Once you are done logging in into phpMyAdmin, you can find the “Export” tab and click on it. On the next screen, you should be able to find a link that says “Custom” export method. From there, you will be lead to a screen where there are a number of database selections to export:
You would only want to export the database that you have checked in the wp-config file, so just click that particular database. You do not have to mind other custom settings, just proceed to clicking the “Go” button at the very bottom of the page. If you do so, the particular database will then be downloaded to your desktop computer.
#4 Importing your Website’s Database to Local Server
In the fourth step, take that very same database and import it to your local server’s phpMyAdmin. For you to be able to login, you just have to open a browser tab and type in in the address bar “http://localhost/“. If you are currently using Xampp, you will be lead to a pop out of main menu. From there, you will see an option for the local server’s phpMyAdmin in the sidebar.
If you are a Mac user and is using MAMP or a program similar, you will still be presented with just a similar screen.
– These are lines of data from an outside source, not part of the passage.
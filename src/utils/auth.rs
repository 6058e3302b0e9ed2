//! Authentication utilities

use pbkdf2::pbkdf2_hmac;
use rand::RngCore;
use sha2::Sha256;
use subtle::ConstantTimeEq;

use crate::core::AuthError;

const HASH_LENGTH: usize = 32;
const SALT_LENGTH: usize = 16;
const SCHEME: &str = "pbkdf2-sha256";

/// pbkdf2-sha256 password hashing with a random salt per hash.
///
/// Hashes are stored as `pbkdf2-sha256$<iterations>$<salt hex>$<hash hex>`, so
/// changing the configured iteration count does not invalidate existing ones.
#[derive(Debug, Clone)]
pub struct PasswordHasher {
    iterations: u32,
}

impl PasswordHasher {
    pub fn new(iterations: u32) -> Self {
        Self {
            iterations: iterations.max(1),
        }
    }

    /// hash a password using pbkdf2-sha256
    pub fn hash(&self, password: &str) -> String {
        let mut salt = [0u8; SALT_LENGTH];
        rand::thread_rng().fill_bytes(&mut salt);

        let hash = derive(password, &salt, self.iterations);
        format!(
            "{}${}${}${}",
            SCHEME,
            self.iterations,
            hex::encode(salt),
            hex::encode(hash)
        )
    }

    /// verify a password against a stored hash using constant-time comparison
    pub fn verify(&self, password: &str, stored: &str) -> Result<bool, AuthError> {
        let malformed = || AuthError::Hashing("stored password hash is malformed".to_string());

        let mut parts = stored.split('$');
        let (scheme, iterations, salt, hash) =
            match (parts.next(), parts.next(), parts.next(), parts.next(), parts.next()) {
                (Some(s), Some(i), Some(salt), Some(h), None) => (s, i, salt, h),
                _ => return Err(malformed()),
            };

        if scheme != SCHEME {
            return Err(malformed());
        }
        let iterations: u32 = iterations.parse().map_err(|_| malformed())?;
        let salt = hex::decode(salt).map_err(|_| malformed())?;
        let expected = hex::decode(hash).map_err(|_| malformed())?;

        let computed = derive(password, &salt, iterations);
        Ok(computed[..].ct_eq(&expected[..]).into())
    }
}

fn derive(password: &str, salt: &[u8], iterations: u32) -> [u8; HASH_LENGTH] {
    let mut hash = [0u8; HASH_LENGTH];
    pbkdf2_hmac::<Sha256>(password.as_bytes(), salt, iterations, &mut hash);
    hash
}

/// generate a random string of the given length
pub fn generate_random_string(length: usize) -> String {
    use rand::Rng;
    const CHARSET: &[u8] = b"ABCDEFGHIJKLMNOPQRSTUVWXYZabcdefghijklmnopqrstuvwxyz0123456789";

    let mut rng = rand::thread_rng();
    (0..length)
        .map(|_| {
            let idx = rng.gen_range(0..CHARSET.len());
            CHARSET[idx] as char
        })
        .collect()
}

#[cfg(test)]
mod tests {
    use super::*;

    #[test]
    fn test_random_string() {
        let s1 = generate_random_string(32);
        let s2 = generate_random_string(32);

        assert_eq!(s1.len(), 32);
        assert_ne!(s1, s2);
    }

    #[test]
    fn test_hash_and_verify() {
        let hasher = PasswordHasher::new(1_000);
        let stored = hasher.hash("hunter2");

        assert!(stored.starts_with("pbkdf2-sha256$1000$"));
        assert!(!stored.contains("hunter2"));
        assert!(hasher.verify("hunter2", &stored).unwrap());
        assert!(!hasher.verify("hunter3", &stored).unwrap());
    }

    #[test]
    fn test_salt_differs_per_hash() {
        let hasher = PasswordHasher::new(1_000);
        assert_ne!(hasher.hash("same"), hasher.hash("same"));
    }

    #[test]
    fn test_verify_honours_stored_iterations() {
        let stored = PasswordHasher::new(500).hash("pw");
        assert!(PasswordHasher::new(2_000).verify("pw", &stored).unwrap());
    }

    #[test]
    fn test_malformed_hash_is_an_error() {
        let hasher = PasswordHasher::new(1_000);
        for stored in ["", "plain", "md5$1$00$00", "pbkdf2-sha256$x$00$00", "pbkdf2-sha256$1$zz$00"] {
            assert!(matches!(
                hasher.verify("pw", stored),
                Err(AuthError::Hashing(_))
            ));
        }
    }
}
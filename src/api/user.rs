//! Per-user routes under `/users/{userId}`
//!
//! Every handler here takes [`ScopedUser`], so a token only reaches its own
//! user's library and audio.

use actix_files::NamedFile;
use actix_web::{delete, get, post, web, HttpRequest, HttpResponse};
use serde::Deserialize;
use serde_json::json;

use super::middleware::ScopedUser;
use super::response::{created, ok};
use super::IdList;
use crate::core::{CatalogService, ServiceError, TrackUpload};
use crate::db::StoreError;
use crate::utils::audio::AudioStorage;

/// Largest accepted audio upload
pub const MAX_UPLOAD_BYTES: usize = 64 * 1024 * 1024;

/// Track metadata passed in the upload query string
#[derive(Debug, Deserialize)]
#[serde(rename_all = "camelCase")]
pub struct UploadQuery {
    pub title: String,
    pub artist_id: String,
    pub genre_id: String,
}

#[get("/{userId}")]
pub async fn get_profile(
    user: ScopedUser,
    service: web::Data<CatalogService>,
) -> Result<HttpResponse, ServiceError> {
    let profile = service.get_user_profile(&user.user_id).await?;
    Ok(ok(json!({ "user": profile })))
}

/// Upload audio; the raw request body is the file
#[post("/{userId}/tracks/upload")]
pub async fn upload_track(
    user: ScopedUser,
    service: web::Data<CatalogService>,
    audio: web::Data<AudioStorage>,
    query: web::Query<UploadQuery>,
    body: web::Bytes,
) -> Result<HttpResponse, ServiceError> {
    let query = query.into_inner();
    let upload = TrackUpload {
        title: query.title,
        artist_id: query.artist_id,
        genre_id: query.genre_id,
    };

    let track = service
        .add_new_track(&user.user_id, upload, audio.upload_callback(body.to_vec()))
        .await?;
    Ok(created(json!({ "track": track })))
}

/// Stream a track's stored audio
#[get("/{userId}/tracks/{trackId}/audio")]
pub async fn stream_audio(
    req: HttpRequest,
    _user: ScopedUser,
    service: web::Data<CatalogService>,
    audio: web::Data<AudioStorage>,
    path: web::Path<(String, String)>,
) -> Result<HttpResponse, ServiceError> {
    let (_, track_id) = path.into_inner();
    service.get_track_by_id(&track_id).await?;

    let file = audio
        .path_for(&track_id)
        .and_then(|file_path| NamedFile::open(file_path).ok())
        .ok_or_else(|| StoreError::not_found("audio", &track_id))?;

    Ok(file.into_response(&req))
}

#[get("/{userId}/tracks")]
pub async fn get_track_list(
    user: ScopedUser,
    service: web::Data<CatalogService>,
) -> Result<HttpResponse, ServiceError> {
    let tracks = service.get_user_track_list(&user.user_id).await?;
    Ok(ok(json!({ "tracks": tracks })))
}

#[post("/{userId}/tracks")]
pub async fn add_to_track_list(
    user: ScopedUser,
    service: web::Data<CatalogService>,
    body: web::Json<IdList>,
) -> Result<HttpResponse, ServiceError> {
    service
        .add_tracks_to_user_track_list(&user.user_id, &body.ids)
        .await?;
    Ok(ok(json!({})))
}

#[delete("/{userId}/tracks")]
pub async fn remove_from_track_list(
    user: ScopedUser,
    service: web::Data<CatalogService>,
    body: web::Json<IdList>,
) -> Result<HttpResponse, ServiceError> {
    service
        .delete_tracks_from_user_track_list(&user.user_id, &body.ids)
        .await?;
    Ok(ok(json!({})))
}

#[get("/{userId}/playlists")]
pub async fn get_playlists(
    user: ScopedUser,
    service: web::Data<CatalogService>,
) -> Result<HttpResponse, ServiceError> {
    let playlists = service.get_user_playlists(&user.user_id).await?;
    Ok(ok(json!({ "playlists": playlists })))
}

#[post("/{userId}/playlists")]
pub async fn add_playlists(
    user: ScopedUser,
    service: web::Data<CatalogService>,
    body: web::Json<IdList>,
) -> Result<HttpResponse, ServiceError> {
    service
        .add_playlists_to_user_list(&user.user_id, &body.ids)
        .await?;
    Ok(ok(json!({})))
}

#[delete("/{userId}/playlists")]
pub async fn remove_playlists(
    user: ScopedUser,
    service: web::Data<CatalogService>,
    body: web::Json<IdList>,
) -> Result<HttpResponse, ServiceError> {
    service
        .delete_playlists_from_user_list(&user.user_id, &body.ids)
        .await?;
    Ok(ok(json!({})))
}

pub fn configure(cfg: &mut web::ServiceConfig) {
    cfg.app_data(web::PayloadConfig::new(MAX_UPLOAD_BYTES))
        .service(upload_track)
        .service(stream_audio)
        .service(get_track_list)
        .service(add_to_track_list)
        .service(remove_from_track_list)
        .service(get_playlists)
        .service(add_playlists)
        .service(remove_playlists)
        .service(get_profile);
}
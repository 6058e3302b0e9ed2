//! Core library functions for melodeck

pub mod catalog;
pub mod error;
pub mod guard;
pub mod tokens;

pub use catalog::{CatalogService, TrackUpload};
pub use error::{AuthError, ServiceError};
pub use tokens::TokenService;
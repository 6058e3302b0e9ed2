//! Playlist table operations

use sqlx::{FromRow, SqlitePool};

use super::map_write_error;
use crate::db::store::{new_id, StoreError, StoreResult};
use crate::models::{NewPlaylist, Playlist};

/// Database row for playlist table
#[derive(Debug, FromRow)]
struct PlaylistRow {
    id: String,
    title: String,
    created_by: String,
}

impl From<PlaylistRow> for Playlist {
    fn from(row: PlaylistRow) -> Self {
        Playlist {
            id: row.id,
            title: row.title,
            created_by: row.created_by,
        }
    }
}

/// Playlist table operations
pub struct PlaylistTable;

impl PlaylistTable {
    /// Get all playlists
    pub async fn all(pool: &SqlitePool) -> StoreResult<Vec<Playlist>> {
        let rows: Vec<PlaylistRow> = sqlx::query_as("SELECT * FROM playlist ORDER BY rowid")
            .fetch_all(pool)
            .await?;

        Ok(rows.into_iter().map(Playlist::from).collect())
    }

    /// Get playlist by ID
    pub async fn get_by_id(pool: &SqlitePool, id: &str) -> StoreResult<Playlist> {
        let row: Option<PlaylistRow> = sqlx::query_as("SELECT * FROM playlist WHERE id = ?")
            .bind(id)
            .fetch_optional(pool)
            .await?;

        row.map(Playlist::from)
            .ok_or_else(|| StoreError::not_found("playlist", id))
    }

    /// Insert playlist
    pub async fn insert(pool: &SqlitePool, playlist: NewPlaylist) -> StoreResult<Playlist> {
        let playlist = Playlist {
            id: new_id(),
            title: playlist.title,
            created_by: playlist.created_by,
        };

        sqlx::query("INSERT INTO playlist (id, title, created_by) VALUES (?, ?, ?)")
            .bind(&playlist.id)
            .bind(&playlist.title)
            .bind(&playlist.created_by)
            .execute(pool)
            .await
            .map_err(|e| match e {
                sqlx::Error::Database(ref db) if db.is_foreign_key_violation() => {
                    StoreError::not_found("user", &playlist.created_by)
                }
                other => map_write_error(other, format!("playlist {} exists", playlist.id)),
            })?;

        Ok(playlist)
    }

    /// Delete playlist; its membership rows cascade
    pub async fn delete(pool: &SqlitePool, id: &str) -> StoreResult<()> {
        let result = sqlx::query("DELETE FROM playlist WHERE id = ?")
            .bind(id)
            .execute(pool)
            .await?;

        if result.rows_affected() == 0 {
            return Err(StoreError::not_found("playlist", id));
        }

        Ok(())
    }
}
//! Track model

use serde::{Deserialize, Serialize};

/// A stored track, with foreign references left unresolved
#[derive(Debug, Clone, PartialEq, Eq, Serialize, Deserialize)]
pub struct Track {
    pub id: String,
    pub title: String,
    pub artist_id: String,
    pub genre_id: String,
    /// User that uploaded the audio
    pub uploaded_by: String,
}

/// Track metadata handed to the store on upload
#[derive(Debug, Clone)]
pub struct NewTrack {
    pub title: String,
    pub artist_id: String,
    pub genre_id: String,
    pub uploaded_by: String,
}

/// Metadata replacement for an existing track
#[derive(Debug, Clone)]
pub struct TrackUpdate {
    pub id: String,
    pub title: String,
    pub artist_id: String,
    pub genre_id: String,
}

/// Client-facing track view with the artist name folded in
#[derive(Debug, Clone, PartialEq, Eq, Serialize, Deserialize)]
#[serde(rename_all = "camelCase")]
pub struct TrackResponse {
    pub id: String,
    pub title: String,
    pub artist: String,
}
Once you are now logged into the phpMyAdmin, you should select the “Import” tab. From this particular screen, do select the certain database file that you have just exported from the live server. If done, click “Go“.
#5 Setting up the Database for Local Usage
After doing the first four steps, the database of our website will now be imported into your local server’s phpMyAdmin. If the process is completed, do click on the “Databases” tab. Your website’s database will now appear in the list. You will notice a “Check Privileges” next to your database, so you have to click on it.
You will be lead to another page wherein you will have to select the option “Add user“. After doing so, you will be asked to enter a user name, host and password. You will be able to find your user name and as well as password in the same file “wp-config.php” that you have just accessed earlier. In that particular file, you should be looking for the “DB_USER” and as well as “DB_PASSWORD” variables. For the host, you just have to type “localhost“. If done, you do not need to edit anything from the other settings – simply click “Add user“.
Finally if done, you need to edit two of the fields within the WordPress database itself. From there, navigate back in to the “Databases” tab and do click on your certain database name. If you open the “wp_options” table, you will be able to see this list of table:
From this table, you need to edit “siteurl” and the “home“, which you will be able to navigate on the second page. Click on the “Edit” link in the left side of each option_name, and replace he URL contained in the “option_value” with this line: “http://localhost/yourfoldername/“.
Done with steps 1 through 5? That’s it! You have now successfully moved you live website to your local server. If you navigate “http://localhost/yourfoldername/” to your browser’s address bar, you will be able to see that loaded local version of your website. However, do note that if you have used custom permalinks, you will have to change them back to default (WordPress > Settings > Permalinks screen) in order for the internal links on your website to work. Though, you can still change the permalinks back to their default form any time, so you should not worry.